Can I memorise and reproduce a model essay template in the exam? +

Memorising a structural template β€” introduction formula, body paragraph structure, conclusion approach β€” is useful and widely recommended. Memorising entire pre-written essays and reproducing them is not. IELTS examiners are trained to identify memorised content, and if detected, the essay may receive a Band 0 for Task Response. More practically, a memorised essay cannot be tailored to the specific question you receive, which means the content will almost certainly be off-topic. What you should memorise: your planning process, your paragraph structure formula, and 8–10 academic phrases you can use naturally across any topic.

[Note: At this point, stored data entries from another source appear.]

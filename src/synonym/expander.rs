//! Synonym-aware query rewriting.

use std::sync::Arc;

use log::debug;

use crate::error::Result;
use crate::synonym::registry::{SynonymRegistry, normalize_word};

/// Rewrites query strings by replacing each term with its synonym group.
///
/// Expansion is purely additive: every normalized user term stays in the
/// rewritten query, and terms are deduplicated in first-seen order.
/// Whitespace-only queries are returned untouched so they are matched as
/// browse-all queries.
#[derive(Debug, Clone)]
pub struct QueryExpander {
    registry: Arc<dyn SynonymRegistry>,
}

impl QueryExpander {
    /// Create an expander over a synonym registry.
    pub fn new(registry: Arc<dyn SynonymRegistry>) -> Self {
        QueryExpander { registry }
    }

    /// Expand `query` into a space-separated list of terms.
    pub async fn expand(&self, query: &str) -> Result<String> {
        if query.trim().is_empty() {
            return Ok(query.to_string());
        }

        let mut expanded: Vec<String> = Vec::new();
        for term in query.split_whitespace() {
            let term = normalize_word(term);
            if term.is_empty() {
                continue;
            }
            match self.registry.find_synonyms(&term).await? {
                Some(synonyms) => {
                    for synonym in synonyms {
                        if !expanded.contains(&synonym) {
                            expanded.push(synonym);
                        }
                    }
                }
                None => {
                    if !expanded.contains(&term) {
                        expanded.push(term);
                    }
                }
            }
        }

        let rewritten = expanded.join(" ");
        debug!("Expanded query: \"{query}\" -> \"{rewritten}\"");
        Ok(rewritten)
    }
}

I keep getting Band 6.5 no matter how much I practise. What am I missing? +

Band 6.5 is one of the most common "stuck points" in IELTS Writing, and the reason students stay there is almost always the same: they are practising without specific feedback. Writing essays repeatedly and checking your own work trains you to be comfortable with your current errors β€” it does not reveal them. The jump from 6.5 to 7 almost always requires knowing your exact weak criterion. If your Task Response is 7 but your Coherence is 6, the fix is completely different from the situation where your Grammar is 7 but your Vocabulary is 6. Get band scores per criterion on your next essay, then focus exclusively on your lowest criterion for two to three weeks.